Item 1.01. | Entry into a Material Definitive Agreement. |
On September 6, 2018, The Sherwin-Williams Company (“Sherwin-Williams”) entered into that certain Second Amendment to Credit Agreement (“Amendment No. 2”) with Goldman Sachs Bank USA (“Goldman”), as administrative agent, Goldman Sachs Mortgage Company (“GSMC”), as issuing bank, and the lenders party thereto. Amendment No. 2 amends the Credit Agreement, dated as of September 11, 2017 (as amended by the First Amendment to Credit Agreement dated as of October 30, 2017, and as otherwise amended, the “Credit Agreement”), among Sherwin-Williams, Goldman, as administrative agent, GSMC, as issuing bank, and the lenders party thereto.

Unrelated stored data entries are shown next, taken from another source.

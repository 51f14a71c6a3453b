//! # Marketplace Commands (customer side)
//!
//! Browse every shop's products, fill one cart across shops, and check
//! out as one order per shop.
//!
//! ## Checkout
//! ```text
//! ┌─────────────────────────────────────────────────────────────────────────┐
//! │                                                                         │
//! │  marketplace cart          split_by_retailer          POST /orders/    │
//! │  ┌──────────────────┐      ┌──────────────────┐       create (×N,      │
//! │  │ Tea   shop 1  x2 │ ───► │ shop 1: ₹60.00   │ ───►  concurrently)    │
//! │  │ Salt  shop 1  x1 │      │ shop 2: ₹15.00   │                        │
//! │  │ Soap  shop 2  x1 │      └──────────────────┘                        │
//! │  └──────────────────┘                                                  │
//! │                                                                         │
//! │  all succeed ──► cart cleared                                          │
//! │  any fail    ──► "1 of 2 orders failed: ..."  cart kept                │
//! └─────────────────────────────────────────────────────────────────────────┘
//! ```

use serde::Serialize;

use khatha_client::api::products::search_products;
use khatha_client::workflow::place_orders;
use khatha_client::KhathaApi;
use khatha_core::cart::{Cart, CartLine};
use khatha_core::order_split::split_by_retailer;
use khatha_core::{CustomerAccount, Money, Order, Product, RetailerProfile};

use crate::cli::ShopCommand;
use crate::commands::orders::{newest_first, render_table as render_orders, Party};
use crate::commands::products::render_table as render_products;
use crate::commands::{confirm_or_cancel, Reply};
use crate::error::{CommandError, CommandResult};
use crate::prompt::Prompt;
use crate::state::AppState;
use crate::view;

#[derive(Debug, Clone, Serialize)]
#[serde(rename_all = "camelCase")]
struct MarketCartView {
    lines: Vec<CartLine>,
    shops: usize,
    total: Money,
}

impl From<&Cart> for MarketCartView {
    fn from(cart: &Cart) -> Self {
        let shops = split_by_retailer(cart.lines(), None)
            .map(|s| s.groups.len())
            .unwrap_or_default();
        MarketCartView {
            lines: cart.lines().to_vec(),
            shops,
            total: cart.subtotal(),
        }
    }
}

#[derive(Debug, Clone, Serialize)]
#[serde(rename_all = "camelCase")]
struct CheckoutView {
    orders: Vec<Order>,
    dropped: usize,
}

pub async fn run(state: &AppState, cmd: ShopCommand, prompt: &mut dyn Prompt) -> CommandResult<Reply> {
    match cmd {
        ShopCommand::Browse { search, lat, lng } => {
            let api = state.api().await?;
            let near = lat.zip(lng);
            let products = api.products().public_catalog(near).await?;
            let shown = search_products(&products, search.as_deref().unwrap_or(""));
            Reply::new(render_products(&shown, true), &shown)
        }
        ShopCommand::Add { product } => {
            let api = state.api().await?;
            let products = api.products().public_catalog(None).await?;
            let found = find_product(&products, product)?;
            let mut cart = state.drafts.marketplace().await;
            cart.add_product(found)?;
            state.drafts.save_marketplace(&cart).await?;
            cart_reply(&cart)
        }
        ShopCommand::Remove { product } => {
            let mut cart = state.drafts.marketplace().await;
            cart.remove(product)?;
            state.drafts.save_marketplace(&cart).await?;
            cart_reply(&cart)
        }
        ShopCommand::Cart => cart_reply(&state.drafts.marketplace().await),
        ShopCommand::Checkout { pay, yes } => {
            let (api, account) = customer_api(state).await?;
            let mut cart = state.drafts.marketplace().await;
            if cart.is_empty() {
                return Err(khatha_core::CoreError::EmptyCart.into());
            }

            let preview = MarketCartView::from(&cart);
            confirm_or_cancel(
                prompt,
                yes,
                &format!(
                    "Place {} order(s) totalling {} ({})?",
                    preview.shops.max(1),
                    preview.total,
                    pay
                ),
            )?;

            let placed = place_orders(&api, &mut cart, &account, pay).await?;
            state.drafts.save_marketplace(&cart).await?;

            let mut text = format!(
                "{} order(s) placed\n\n{}",
                placed.orders.len(),
                render_orders(&placed.orders, Party::Shop)
            );
            if placed.dropped > 0 {
                text.push_str(&format!(
                    "\n{} item(s) had no shop and were left out",
                    placed.dropped
                ));
            }
            Reply::new(
                text,
                &CheckoutView {
                    orders: placed.orders,
                    dropped: placed.dropped,
                },
            )
        }
        ShopCommand::Nearby { lat, lng, radius } => {
            let api = state.api().await?;
            let shops = api.retailer().nearby(lat, lng, radius).await?;
            Reply::new(render_shops(&shops), &shops)
        }
        ShopCommand::Shops => {
            let api = state.api().await?;
            let shops = api.auth().public_retailers().await?;
            Reply::new(render_shops(&shops), &shops)
        }
        ShopCommand::Orders => {
            let (api, account) = customer_api(state).await?;
            let mut orders = api.orders().for_customer(account.customer_id).await?;
            newest_first(&mut orders);
            Reply::new(render_orders(&orders, Party::Shop), &orders)
        }
        ShopCommand::Cancel { id } => {
            let (api, account) = customer_api(state).await?;
            let orders = api.orders().for_customer(account.customer_id).await?;
            let order = orders
                .iter()
                .find(|o| o.id == id)
                .ok_or_else(|| CommandError::not_found("Order", id))?;
            api.orders().cancel(order).await?;
            Ok(Reply::message(format!("Order {} cancelled", id)))
        }
    }
}

async fn customer_api(state: &AppState) -> CommandResult<(KhathaApi, CustomerAccount)> {
    let session = state.session.snapshot().await;
    let account = session.require_customer()?.clone();
    Ok((state.api().await?, account))
}

fn find_product(products: &[Product], id: i64) -> CommandResult<&Product> {
    products
        .iter()
        .find(|p| p.id == id)
        .ok_or_else(|| CommandError::not_found("Product", id))
}

fn cart_reply(cart: &Cart) -> CommandResult<Reply> {
    let view = MarketCartView::from(cart);
    Reply::new(render_cart(&view), &view)
}

fn render_cart(cart: &MarketCartView) -> String {
    if cart.lines.is_empty() {
        return "Cart is empty".to_string();
    }
    let rows: Vec<Vec<String>> = cart
        .lines
        .iter()
        .map(|l| {
            vec![
                l.product_id.to_string(),
                l.name.clone(),
                l.retailer_id.map(|r| r.to_string()).unwrap_or_default(),
                l.quantity.to_string(),
                l.line_total().to_string(),
            ]
        })
        .collect();
    format!(
        "{}\n\nTotal {} from {} shop(s)",
        view::table(&["Id", "Item", "Shop", "Qty", "Amount"], &rows),
        cart.total,
        cart.shops
    )
}

fn render_shops(shops: &[RetailerProfile]) -> String {
    let rows: Vec<Vec<String>> = shops
        .iter()
        .map(|s| {
            vec![
                s.id.map(|id| id.to_string()).unwrap_or_default(),
                s.shop_name.clone().or_else(|| s.name.clone()).unwrap_or_default(),
                view::opt(&s.phone),
                view::opt(&s.address),
            ]
        })
        .collect();
    view::table_or_empty(&["Id", "Shop", "Phone", "Address"], &rows, "No shops found")
}
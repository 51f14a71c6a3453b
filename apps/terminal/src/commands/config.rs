//! # Config Commands
//!
//! `config show` prints the effective settings (file plus `KHATHA_*`
//! overrides). `config set` validates one change and writes the file.

use std::str::FromStr;

use crate::cli::{ConfigCommand, ConfigKey};
use crate::commands::Reply;
use crate::error::{CommandError, CommandResult};
use crate::state::{ConfigChange, ConfigState, ConfigView};

pub fn run(config: &mut ConfigState, cmd: ConfigCommand) -> CommandResult<Reply> {
    match cmd {
        ConfigCommand::Show => {
            let view = config.view();
            Reply::new(render(&view), &view)
        }
        ConfigCommand::Set { key, value } => {
            let change = parse_change(key, &value)?;
            config.apply(change)?;
            let view = config.view();
            Reply::new(format!("Saved\n\n{}", render(&view)), &view)
        }
    }
}

fn parse_change(key: ConfigKey, value: &str) -> CommandResult<ConfigChange> {
    let value = value.trim();
    Ok(match key {
        ConfigKey::ApiUrl => ConfigChange::ApiUrl(value.to_string()),
        ConfigKey::Timeout => ConfigChange::TimeoutSecs(number(value, "timeout")?),
        ConfigKey::Gst => ConfigChange::GstPercent(number(value.trim_end_matches('%'), "GST percent")?),
        ConfigKey::QuickMode => ConfigChange::QuickMode(switch(value)?),
        ConfigKey::Retries => ConfigChange::MaxRetries(number(value, "retries")?),
    })
}

fn number<T: FromStr>(value: &str, what: &str) -> CommandResult<T> {
    value
        .parse()
        .map_err(|_| CommandError::validation(format!("{} must be a whole number, got '{}'", what, value)))
}

fn switch(value: &str) -> CommandResult<bool> {
    match value.to_lowercase().as_str() {
        "on" | "true" | "yes" | "1" => Ok(true),
        "off" | "false" | "no" | "0" => Ok(false),
        _ => Err(CommandError::validation(format!("Expected on or off, got '{}'", value))),
    }
}

fn render(v: &ConfigView) -> String {
    let path = |p: &Option<std::path::PathBuf>| {
        p.as_ref()
            .map(|p| p.display().to_string())
            .unwrap_or_else(|| "(not saved)".to_string())
    };
    [
        format!("api-url     {}", v.api_url),
        format!("timeout     {}s", v.timeout_secs),
        format!("gst         {}%", v.gst_percent),
        format!("quick-mode  {}", if v.quick_mode { "on" } else { "off" }),
        format!("retries     {}", v.max_retries),
        format!("session     {}", path(&v.session_file)),
        format!("cart        {}", path(&v.cart_file)),
    ]
    .join("\n")
}

#[cfg(test)]
mod tests {
    use super::*;
    use crate::error::ErrorCode;

    #[test]
    fn test_parse_values() {
        assert_eq!(parse_change(ConfigKey::Gst, "12%").unwrap(), ConfigChange::GstPercent(12));
        assert_eq!(parse_change(ConfigKey::QuickMode, "ON").unwrap(), ConfigChange::QuickMode(true));
        assert_eq!(parse_change(ConfigKey::Timeout, " 45 ").unwrap(), ConfigChange::TimeoutSecs(45));

        let err = parse_change(ConfigKey::Retries, "three").unwrap_err();
        assert_eq!(err.code, ErrorCode::ValidationError);
        assert!(parse_change(ConfigKey::QuickMode, "maybe").is_err());
    }

    #[test]
    fn test_show_in_memory_config() {
        let mut config = ConfigState::from_config(khatha_client::ClientConfig::default());
        let reply = run(&mut config, ConfigCommand::Show).unwrap();
        assert!(reply.text.contains("gst         5%"));
        assert_eq!(reply.data["gstPercent"], 5);
    }
}
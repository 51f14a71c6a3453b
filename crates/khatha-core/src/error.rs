//! # Error Types
//!
//! Domain-specific error types for khatha-core.
//!
//! ## Error Hierarchy
//! ```text
//! ┌─────────────────────────────────────────────────────────────────────────┐
//! │                         Error Types                                     │
//! │                                                                         │
//! │  khatha-core errors (this file)                                        │
//! │  ├── CoreError        - Cart and checkout rule violations              │
//! │  └── ValidationError  - Input validation failures                      │
//! │                                                                         │
//! │  khatha-client errors (separate crate)                                 │
//! │  └── ClientError      - Network / backend failures                     │
//! │                                                                         │
//! │  Terminal errors (in app)                                              │
//! │  └── CommandError     - What the cashier sees (code + message)         │
//! │                                                                         │
//! │  Flow: ValidationError → CoreError → ClientError → CommandError        │
//! └─────────────────────────────────────────────────────────────────────────┘
//! ```
//!
//! Every error here is raised before any network call and is recoverable:
//! the cart and checkout state are left untouched.

use thiserror::Error;

// =============================================================================
// Core Error
// =============================================================================

/// Cart and checkout rule violations.
#[derive(Debug, Clone, PartialEq, Error)]
pub enum CoreError {
    /// Submission attempted with an empty cart.
    #[error("Cart has no items")]
    EmptyCart,

    /// Product has no stock left.
    ///
    /// ## User Workflow
    /// ```text
    /// Scan barcode ──► stock <= 0 ──► OutOfStock { name: "Amul Milk" }
    ///                                   │
    ///                                   ▼
    ///                      "Amul Milk is out of stock"
    /// ```
    #[error("{name} is out of stock")]
    OutOfStock { name: String },

    /// Line not present in the cart.
    #[error("Product {0} not in cart")]
    ProductNotInCart(i64),

    /// Cart has exceeded maximum allowed lines.
    #[error("Cart cannot have more than {max} items")]
    CartTooLarge { max: usize },

    /// Item quantity exceeds maximum allowed.
    #[error("Quantity {requested} exceeds maximum allowed ({max})")]
    QuantityTooLarge { requested: u32, max: u32 },

    /// The bill needs a customer before it can be saved.
    ///
    /// KHATHA bills always do; in quick-invoice mode every bill does.
    #[error("Select or create a customer first ({reason})")]
    CustomerRequired { reason: String },

    /// A submit is already in flight for this checkout.
    #[error("A submission is already in progress")]
    SubmissionInProgress,

    /// UPI selected but the retailer has no UPI id.
    #[error("UPI id is not configured for this shop")]
    UpiNotConfigured,

    /// The checkout cannot take this action in its current state.
    #[error("Cannot {action} while checkout is {state}")]
    InvalidTransition { state: String, action: String },

    /// Validation error (wraps ValidationError).
    #[error("Validation error: {0}")]
    Validation(#[from] ValidationError),
}

impl CoreError {
    /// True when the caller should prompt for a customer and retry.
    pub fn needs_customer(&self) -> bool {
        matches!(self, CoreError::CustomerRequired { .. })
    }
}

// =============================================================================
// Validation Error
// =============================================================================

/// Input validation errors.
#[derive(Debug, Clone, PartialEq, Error)]
pub enum ValidationError {
    /// A required field is missing or empty.
    #[error("{field} is required")]
    Required { field: String },

    /// Field value is too long.
    #[error("{field} must be at most {max} characters")]
    TooLong { field: String, max: usize },

    /// Numeric value is out of range.
    #[error("{field} must be between {min} and {max}")]
    OutOfRange { field: String, min: i64, max: i64 },

    /// Value must be positive.
    #[error("{field} must be positive")]
    MustBePositive { field: String },

    /// Invalid format (e.g., phone number, email).
    #[error("{field} has invalid format: {reason}")]
    InvalidFormat { field: String, reason: String },

    /// Value is not in allowed set.
    #[error("{field} must be one of: {allowed:?}")]
    NotAllowed { field: String, allowed: Vec<String> },
}

// =============================================================================
// Result Type Alias
// =============================================================================

/// Convenience type alias for Results with CoreError.
pub type CoreResult<T> = Result<T, CoreError>;

// =============================================================================
// Unit Tests
// =============================================================================

#[cfg(test)]
mod tests {
    use super::*;

    #[test]
    fn test_error_messages() {
        assert_eq!(CoreError::EmptyCart.to_string(), "Cart has no items");

        let err = CoreError::OutOfStock {
            name: "Amul Milk".to_string(),
        };
        assert_eq!(err.to_string(), "Amul Milk is out of stock");
    }

    #[test]
    fn test_validation_error_messages() {
        let err = ValidationError::Required {
            field: "amount".to_string(),
        };
        assert_eq!(err.to_string(), "amount is required");

        let err = ValidationError::TooLong {
            field: "name".to_string(),
            max: 100,
        };
        assert_eq!(err.to_string(), "name must be at most 100 characters");
    }

    #[test]
    fn test_validation_converts_to_core_error() {
        let validation_err = ValidationError::Required {
            field: "phone".to_string(),
        };
        let core_err: CoreError = validation_err.into();
        assert!(matches!(core_err, CoreError::Validation(_)));
    }

    #[test]
    fn test_needs_customer() {
        let err = CoreError::CustomerRequired {
            reason: "KHATHA".to_string(),
        };
        assert!(err.needs_customer());
        assert!(!CoreError::EmptyCart.needs_customer());
    }
}
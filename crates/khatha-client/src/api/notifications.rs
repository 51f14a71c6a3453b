//! # Notifications API

use tracing::info;

use crate::error::ClientResult;
use crate::http::HttpClient;

pub struct NotificationsApi<'a> {
    http: &'a HttpClient,
}

impl<'a> NotificationsApi<'a> {
    pub(crate) fn new(http: &'a HttpClient) -> Self {
        NotificationsApi { http }
    }

    /// `POST /notifications/{customerId}` with no body: tells the customer
    /// their loyalty balance and due. Delivery is the backend's job.
    pub async fn notify_customer(&self, customer_id: i64) -> ClientResult<String> {
        self.http.require_retailer()?;
        let builder = self
            .http
            .request(reqwest::Method::POST, &format!("/notifications/{}", customer_id))?;
        let message = self.http.send_text(builder).await?;
        info!(customer_id, "Customer notified");
        Ok(message)
    }
}
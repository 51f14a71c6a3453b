//! # Bill Command
//!
//! `khatha bill` saves the draft sale.
//!
//! ## Flow
//! ```text
//! ┌─────────────────────────────────────────────────────────────────────────┐
//! │                                                                         │
//! │  draft ──► BillingWorkflow::submit                                     │
//! │               │                                                         │
//! │               ├── CustomerRequired ──► "Create a new customer now?"    │
//! │               │                         yes: name, phone ──► retry     │
//! │               │                                                         │
//! │               ├── NeedsUpiConfirmation ──► show upi:// link            │
//! │               │      "Payment received?"  yes ──► confirm_upi          │
//! │               │                           no  ──► cancel, cart kept    │
//! │               │                                                         │
//! │               └── Saved ──► receipt                                     │
//! │                                                                         │
//! │  The draft is written back on every path, so a failed bill can be      │
//! │  retried with `khatha bill` and nothing re-entered.                    │
//! └─────────────────────────────────────────────────────────────────────────┘
//! ```

use serde::Serialize;
use tracing::info;

use khatha_client::workflow::{BillingWorkflow, SavedBill, SubmitOutcome};
use khatha_client::ClientError;
use khatha_core::bill_items::ReceiptRow;
use khatha_core::checkout::CheckoutSession;
use khatha_core::pricing::BillTotals;
use khatha_core::{CoreError, NewCustomer};

use crate::cli::BillArgs;
use crate::commands::cart::load_checkout;
use crate::commands::{retailer_api, Reply};
use crate::error::{CommandError, CommandResult, ErrorCode};
use crate::prompt::Prompt;
use crate::state::AppState;
use crate::view;

/// What `khatha bill` prints.
#[derive(Debug, Clone, Serialize)]
#[serde(rename_all = "camelCase")]
pub struct BillReceipt {
    pub bill_id: i64,
    pub bill_number: Option<String>,
    pub payment_mode: Option<String>,
    pub totals: BillTotals,
    pub rows: Vec<ReceiptRow>,
    pub upi_link: Option<String>,
}

impl BillReceipt {
    fn new(saved: &SavedBill, upi_link: Option<String>) -> Self {
        BillReceipt {
            bill_id: saved.bill.id,
            bill_number: saved.bill.bill_number.clone(),
            payment_mode: saved.bill.payment_mode.clone(),
            totals: saved.totals,
            rows: saved.receipt.clone(),
            upi_link,
        }
    }

    fn render(&self) -> String {
        let number = self.bill_number.clone().unwrap_or_else(|| self.bill_id.to_string());
        let mut out = format!(
            "Bill {} saved\n\n{}",
            number,
            view::receipt(&self.rows, self.totals.total)
        );
        if self.totals.due_amount.is_positive() {
            out.push_str(&format!(
                "\nPaid {}  Due {}",
                self.totals.paid_amount, self.totals.due_amount
            ));
        }
        if self.totals.loyalty_points_earned > 0 {
            out.push_str(&format!("\nPoints earned: {}", self.totals.loyalty_points_earned));
        }
        out
    }
}

pub async fn run(state: &AppState, args: BillArgs, prompt: &mut dyn Prompt) -> CommandResult<Reply> {
    let (api, _) = retailer_api(state).await?;
    let upi = state.session.snapshot().await.upi_payee();
    let workflow = BillingWorkflow::new(&api);
    let mut checkout = load_checkout(state).await;

    if let (Some(name), Some(phone)) = (args.new_customer_name, args.new_customer_phone) {
        let customer = NewCustomer {
            name,
            phone,
            email: None,
        };
        let created = workflow.create_customer(&mut checkout, &customer).await?;
        info!(customer_id = created.id, "Customer created at the counter");
        state.drafts.save_checkout(&checkout).await?;
    }

    let submitted = match workflow.submit(&mut checkout, upi.as_ref()).await {
        Err(ClientError::Core(CoreError::CustomerRequired { .. }))
            if prompt.confirm("This bill needs a customer. Create a new customer now?") =>
        {
            let customer = NewCustomer {
                name: prompt.ask("Customer name:"),
                phone: prompt.ask("Phone:"),
                email: None,
            };
            let created = workflow.create_customer(&mut checkout, &customer).await?;
            info!(customer_id = created.id, "Customer created at the counter");
            state.drafts.save_checkout(&checkout).await?;
            workflow.submit(&mut checkout, upi.as_ref()).await
        }
        other => other,
    };
    let outcome = keep_draft(state, &checkout, submitted).await?;

    let (saved, upi_link) = match outcome {
        SubmitOutcome::Saved(saved) => (*saved, None),
        SubmitOutcome::NeedsUpiConfirmation { link, amount } => {
            let received = args.upi_received
                || prompt.confirm(&format!(
                    "Ask the customer to pay {} by UPI:\n  {}\nPayment received?",
                    amount, link
                ));
            if !received {
                checkout.cancel_upi();
                state.drafts.save_checkout(&checkout).await?;
                return Err(CommandError::new(
                    ErrorCode::Cancelled,
                    "UPI payment not confirmed; the sale is still in the cart",
                ));
            }
            let confirmed = workflow.confirm_upi(&mut checkout).await;
            (keep_draft(state, &checkout, confirmed).await?, Some(link))
        }
    };

    state.drafts.save_checkout(&checkout).await?;
    let receipt = BillReceipt::new(&saved, upi_link);
    Reply::new(receipt.render(), &receipt)
}

/// Writes the draft back before an error leaves the command.
async fn keep_draft<T>(
    state: &AppState,
    checkout: &CheckoutSession,
    result: Result<T, ClientError>,
) -> CommandResult<T> {
    match result {
        Ok(value) => Ok(value),
        Err(e) => {
            state.drafts.save_checkout(checkout).await?;
            Err(e.into())
        }
    }
}

#[cfg(test)]
mod tests {
    use super::*;
    use khatha_core::Money;

    #[test]
    fn test_receipt_text_shows_due_for_credit_bills() {
        let receipt = BillReceipt {
            bill_id: 31,
            bill_number: Some("INV-31".into()),
            payment_mode: Some("KHATHA".into()),
            totals: BillTotals {
                total: Money::from_rupees(100),
                paid_amount: Money::from_rupees(40),
                due_amount: Money::from_rupees(60),
                ..BillTotals::default()
            },
            rows: vec![ReceiptRow {
                name: "Rice".into(),
                qty: 2,
                unit_price: Money::from_rupees(50),
                amount: Money::from_rupees(100),
            }],
            upi_link: None,
        };
        let text = receipt.render();
        assert!(text.starts_with("Bill INV-31 saved"));
        assert!(text.contains("Paid ₹40.00  Due ₹60.00"));
    }
}
#[derive(Args, Debug)]
pub struct ProductArgs {
    pub barcode: String,

    /// Taken from the UPC lookup when omitted
    #[arg(long)]
    pub name: Option<String>,

    #[arg(long)]
    pub price: Money,

    #[arg(long, default_value_t = 0)]
    pub qty: i64,

    #[arg(long, value_enum, default_value = "unit")]
    pub kind: ProductKind,

    #[arg(long)]
    pub category: Option<String>,
}

#[derive(Args, Debug, Default)]
pub struct ProductChanges {
    #[arg(long)]
    pub name: Option<String>,
    #[arg(long)]
    pub price: Option<Money>,
    #[arg(long)]
    pub qty: Option<i64>,
    #[arg(long, value_enum)]
    pub kind: Option<ProductKind>,
    #[arg(long)]
    pub category: Option<String>,
}

#[derive(ValueEnum, Clone, Copy, Debug, PartialEq, Eq)]
pub enum ProductKind {
    Unit,
    Weight,
    Liquid,
}

impl From<ProductKind> for ProductType {
    fn from(kind: ProductKind) -> Self {
        match kind {
            ProductKind::Unit => ProductType::Unit,
            ProductKind::Weight => ProductType::Weight,
            ProductKind::Liquid => ProductType::Liquid,
        }
    }
}

#[derive(Subcommand, Debug)]
pub enum OrdersCommand {
    List,

    /// Move an order along; DELIVERED needs the customer's OTP
    Status {
        id: i64,
        status: OrderStatus,
        #[arg(long)]
        otp: Option<String>,
    },
}

#[derive(Subcommand, Debug)]
pub enum ShopCommand {
    /// Products from every shop
    Browse {
        #[arg(long)]
        search: Option<String>,
        #[arg(long, requires = "lng")]
        lat: Option<f64>,
        #[arg(long, requires = "lat")]
        lng: Option<f64>,
    },

    /// Put a product in the marketplace cart
    Add { product: i64 },

    Remove { product: i64 },

    Cart,

    /// Place one order per shop
    Checkout {
        #[arg(long, default_value = "COD")]
        pay: OrderPaymentMode,
        #[arg(long)]
        yes: bool,
    },

    Nearby {
        lat: f64,
        lng: f64,
        #[arg(long)]
        radius: Option<u32>,
    },

    /// Every shop on the marketplace
    Shops,

    /// My orders
    Orders,

    /// Cancel a pending order
    Cancel { id: i64 },
}

#[derive(Subcommand, Debug)]
pub enum SuppliersCommand {
    List,

    Add {
        name: String,
        #[arg(long)]
        phone: Option<String>,
    },

    Update {
        id: i64,
        name: String,
        #[arg(long)]
        phone: Option<String>,
    },

    Delete {
        id: i64,
        #[arg(long)]
        yes: bool,
    },

    /// Transaction history
    Txns { id: i64 },

    /// Record a supplier bill or a payment to them
    Transact {
        id: i64,
        kind: SupplierKind,
        amount: Money,
        #[arg(long)]
        note: Option<String>,
    },
}

#[derive(ValueEnum, Clone, Copy, Debug, PartialEq, Eq)]
pub enum SupplierKind {
    Bill,
    Payment,
}

impl From<SupplierKind> for SupplierTransactionType {
    fn from(kind: SupplierKind) -> Self {
        match kind {
            SupplierKind::Bill => SupplierTransactionType::Bill,
            SupplierKind::Payment => SupplierTransactionType::Payment,
        }
    }
}

#[derive(Subcommand, Debug)]
pub enum StaffCommand {
    List,

    Add {
        name: String,
        #[arg(long)]
        phone: Option<String>,
        #[arg(long)]
        role: Option<String>,
        #[arg(long)]
        salary: Option<Money>,
    },

    Delete {
        id: i64,
        #[arg(long)]
        yes: bool,
    },

    /// Today's attendance sheet
    Today,

    Mark {
        id: i64,
        status: AttendanceStatus,
        #[arg(long)]
        date: Option<NaiveDate>,
    },

    History { id: i64 },

    /// One month's attendance with totals
    Monthly {
        id: i64,
        #[arg(long)]
        month: Option<u32>,
        #[arg(long)]
        year: Option<i32>,
    },
}

#[derive(Subcommand, Debug)]
pub enum ProfileCommand {
    Show,

    Set {
        #[arg(long)]
        shop_name: Option<String>,
        #[arg(long)]
        upi: Option<String>,
        #[arg(long)]
        payee: Option<String>,
        #[arg(long)]
        phone: Option<String>,
        #[arg(long)]
        address: Option<String>,
    },
}

#[derive(Subcommand, Debug)]
pub enum ConfigCommand {
    Show,

    Set { key: ConfigKey, value: String },
}

#[derive(ValueEnum, Clone, Copy, Debug, PartialEq, Eq)]
pub enum ConfigKey {
    ApiUrl,
    Timeout,
    Gst,
    QuickMode,
    Retries,
}
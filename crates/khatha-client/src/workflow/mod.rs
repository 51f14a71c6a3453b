//! # Workflows
//!
//! Multi-step user actions that combine khatha-core rules with API calls.

pub mod billing;
pub mod dashboard;
pub mod ledger;
pub mod orders;

pub use billing::{BillingWorkflow, SavedBill, SubmitOutcome};
pub use dashboard::load_dashboard;
pub use ledger::{BillImage, CustomerLedger, LedgerWorkflow, SavedEntry};
pub use orders::{place_orders, PlacedOrders};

Amendment No. 2, among other things, increases the amount available under the Credit Agreement by $125,000,000 to an aggregate availability of $625,000,000, which additional $125,000,000 will mature on June 20, 2023.
Certain of the lenders, as well as certain of their respective affiliates, have performed and may in the future perform for Sherwin-Williams and its subsidiaries, various commercial banking, investment banking, lending, underwriting, trust services, financial advisory and other financial services, for which they have received and may in the future receive customary fees and expenses.
The foregoing description of Amendment No. 2 does not purport to be complete and is qualified in its entirety by reference to the full text of Amendment No. 2, a copy of which is filed as Exhibit 4.1 to this Current Report on Form8-K and is incorporated herein by reference.
Item 2.03. | Creation of a Direct Financial Obligation or an Obligation under anOff-Balance Sheet Arrangement of a Registrant. |
The information described in Item 1.01 above relating to Amendment No. 2 is incorporated herein by reference into this Item 2.03.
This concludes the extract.